Now, let me try to explain what a black hole is and why spaghettification is the only option.  I got an A in astronomy class and own a nice telescope, but that's about it for my credentials, so don't nitpick on the details please.

First, Einstein sat in his living room and figured out the secrets of the universe by thinking about it.  No joke.  I read somewhere that Einstein was so ahead of his time, that if he hadn't figured out general relativity, we still might not have figured it out by now.  His math also predicted something called a black hole.  He didn't actually believe in them though.  But then in the 70's we found one, Cygnus X-1, and Rush wrote an awesome 2-part epic about it.  But that's another story. 

 

A black hole is basically what happens when big stars (3x bigger than our sun) run out of fuel and collapse upon themselves.  It is believed that our galaxy contains a super massive black hole at it's core, as do most other galaxies.  Anyway, all this complex nuclear reaction stuff goes on (look it up if you want) when the star dies and then it collapses and the result is an object with a lot of mass in a relatively small space.
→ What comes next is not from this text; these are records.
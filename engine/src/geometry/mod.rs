mod mesh;
mod vertex;

pub use mesh::Mesh;
pub use vertex::Vertex;
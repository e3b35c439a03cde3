use std::fs;
use std::path::{Path, PathBuf};

use log::*;
use serde::Deserialize;
use thiserror::Error;

pub const DEFAULT_CONFIG_PATH: &str = "config.toml";
pub const DEFAULT_VALIDATION_LAYER: &str = "VK_LAYER_KHRONOS_validation";

#[derive(Debug, Error)]
pub enum ConfigError {
    #[error("Failed to read config file `{path}`: {source}")]
    Io {
        path: PathBuf,
        source: std::io::Error,
    },
    #[error("Failed to parse config file `{path}`: {source}")]
    Parse {
        path: PathBuf,
        source: toml::de::Error,
    },
}

/// Settings absorbed once at construction and threaded through the renderer.
#[derive(Clone, Debug, PartialEq)]
pub struct Config {
    pub width: u32,
    pub height: u32,
    pub enable_validation: bool,
    pub verbose: bool,
    pub validation_layers: Vec<String>,
    pub shader_compiler: String,
    pub shader_source_dir: PathBuf,
    pub shader_output_dir: PathBuf,
}

impl Default for Config {
    fn default() -> Self {
        Self {
            width: 800,
            height: 600,
            enable_validation: true,
            verbose: true,
            validation_layers: vec![DEFAULT_VALIDATION_LAYER.to_string()],
            shader_compiler: "glslc".to_string(),
            shader_source_dir: PathBuf::from("shaders"),
            shader_output_dir: PathBuf::from("bin/shaders"),
        }
    }
}

/// On-disk layout; every key is optional.
#[derive(Debug, Default, Deserialize)]
#[serde(default, rename_all = "kebab-case")]
struct ConfigFile {
    width: Option<u32>,
    height: Option<u32>,
    validation: Option<bool>,
    verbose: Option<bool>,
    validation_layers: Vec<String>,
    shader_compiler: Option<String>,
    shader_source_dir: Option<PathBuf>,
    shader_output_dir: Option<PathBuf>,
}

impl Config {
    pub fn load(path: impl AsRef<Path>) -> Result<Config, ConfigError> {
        let path = path.as_ref();
        let text = fs::read_to_string(path).map_err(|source| ConfigError::Io {
            path: path.to_path_buf(),
            source,
        })?;
        Config::parse(&text).map_err(|source| ConfigError::Parse {
            path: path.to_path_buf(),
            source,
        })
    }

    /// Loads `path`, falling back to the defaults when it is missing or malformed.
    pub fn load_or_default(path: impl AsRef<Path>) -> Config {
        match Config::load(path) {
            Ok(config) => config,
            Err(error) => {
                warn!("{}. Using default configuration.", error);
                Config::default()
            }
        }
    }

    pub fn parse(text: &str) -> Result<Config, toml::de::Error> {
        let file: ConfigFile = toml::from_str(text)?;
        let defaults = Config::default();

        let mut config = Config {
            width: file.width.unwrap_or(defaults.width),
            height: file.height.unwrap_or(defaults.height),
            enable_validation: file.validation.unwrap_or(defaults.enable_validation),
            verbose: file.verbose.unwrap_or(defaults.verbose),
            validation_layers: defaults.validation_layers,
            shader_compiler: file.shader_compiler.unwrap_or(defaults.shader_compiler),
            shader_source_dir: file.shader_source_dir.unwrap_or(defaults.shader_source_dir),
            shader_output_dir: file.shader_output_dir.unwrap_or(defaults.shader_output_dir),
        };
        // Extra layers are only read when validation is on.
        if config.enable_validation {
            for layer in file.validation_layers {
                config.add_validation_layer(layer);
            }
        }

        Ok(config)
    }

    pub fn with_size(mut self, width: u32, height: u32) -> Self {
        self.width = width;
        self.height = height;
        self
    }

    pub fn with_validation(mut self, enabled: bool) -> Self {
        self.enable_validation = enabled;
        self
    }

    pub fn with_verbose(mut self, verbose: bool) -> Self {
        self.verbose = verbose;
        self
    }

    /// Appends `layer` unless it is already requested.
    pub fn add_validation_layer(&mut self, layer: impl Into<String>) {
        let layer = layer.into();
        if !self.validation_layers.contains(&layer) {
            self.validation_layers.push(layer);
        }
    }

    pub fn vertex_shader_source(&self) -> PathBuf {
        self.shader_source_dir.join("shader.vert")
    }

    pub fn fragment_shader_source(&self) -> PathBuf {
        self.shader_source_dir.join("shader.frag")
    }

    pub fn vertex_shader_binary(&self) -> PathBuf {
        self.shader_output_dir.join("vert.spv")
    }

    pub fn fragment_shader_binary(&self) -> PathBuf {
        self.shader_output_dir.join("frag.spv")
    }
}

#[cfg(test)]
mod tests {
    use super::*;

    #[test]
    fn test_defaults() {
        let config = Config::default();
        assert_eq!((config.width, config.height), (800, 600));
        assert!(config.enable_validation);
        assert!(config.verbose);
        assert_eq!(config.validation_layers, vec![DEFAULT_VALIDATION_LAYER]);
        assert_eq!(config.vertex_shader_binary(), PathBuf::from("bin/shaders/vert.spv"));
    }

    #[test]
    fn test_empty_file_is_default() {
        assert_eq!(Config::parse("").unwrap(), Config::default());
    }

    #[test]
    fn test_partial_file_keeps_other_defaults() {
        let config = Config::parse("width = 1280\nvalidation = false\n").unwrap();
        assert_eq!(config.width, 1280);
        assert_eq!(config.height, 600);
        assert!(!config.enable_validation);
        assert!(config.verbose);
    }

    #[test]
    fn test_layers_are_appended_without_duplicates() {
        let text = r#"
validation-layers = [
    "VK_LAYER_LUNARG_api_dump",
    "VK_LAYER_KHRONOS_validation",
    "VK_LAYER_LUNARG_api_dump",
]
"#;
        let config = Config::parse(text).unwrap();
        assert_eq!(
            config.validation_layers,
            vec!["VK_LAYER_KHRONOS_validation", "VK_LAYER_LUNARG_api_dump"]
        );
    }

    #[test]
    fn test_layers_ignored_without_validation() {
        let text = r#"
validation = false
validation-layers = ["VK_LAYER_LUNARG_api_dump"]
"#;
        let config = Config::parse(text).unwrap();
        assert!(!config.enable_validation);
        assert_eq!(config.validation_layers, vec![DEFAULT_VALIDATION_LAYER]);
    }

    #[test]
    fn test_malformed_file_is_parse_error() {
        assert!(Config::parse("width = \"wide\"").is_err());
    }

    #[test]
    fn test_missing_file() {
        let error = Config::load("does/not/exist.toml").unwrap_err();
        assert!(matches!(error, ConfigError::Io { .. }));
        assert_eq!(Config::load_or_default("does/not/exist.toml"), Config::default());
    }

    #[test]
    fn test_builder() {
        let config = Config::default()
            .with_size(320, 240)
            .with_validation(false)
            .with_verbose(false);
        assert_eq!((config.width, config.height), (320, 240));
        assert!(!config.enable_validation);
        assert!(!config.verbose);
    }
}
Mass attracts other mass, and this is what we call gravity.  The easiest way to imagine it is a bowling ball lying on a trampoline.  Roll a billiard ball toward it and it curves around the indentation.  Take the earth, it's a big massive object so you and me are the billiard ball being affected by it's mass and falling towards it (it's just the floor under your feet that is stopping you).  So, it seems like gravity is a pretty strong force in the universe right?  Holding all this stuff to the earth?  No, you idiot!  Think about it - lift up your cell phone in the air.  You are easily overcoming the gravitational field of the entire earth with your wimpy arm.  Gravity is weak as shit.  But a black hole has gravity so powerful that no matter how strong your arm is, you could never lift up that cell phone.  That's you how dense these things are.

Now here's where it gets weird.  The gravity is so strong that light, or radio waves, cannot get out of it either.  Hence the name.  So like, let's say you're in a black hole, and you shine a flashlight out, someone on the outside couldn't see it.  I mean, they couldn't see you either, but the flashlight example is easier to grasp.  And this is how a lot of people explain why you can't ever get out of a black hole, cause light is the speed limit of the universe, and no spaceship can go faster, so therefore nobody can get out.  But that's sort of a cop out.  I mean, it's totally true, but for the average person you can just think, big whoop, I'll just build a spaceship faster than the speed of light.  Cool, I'm with you.  But...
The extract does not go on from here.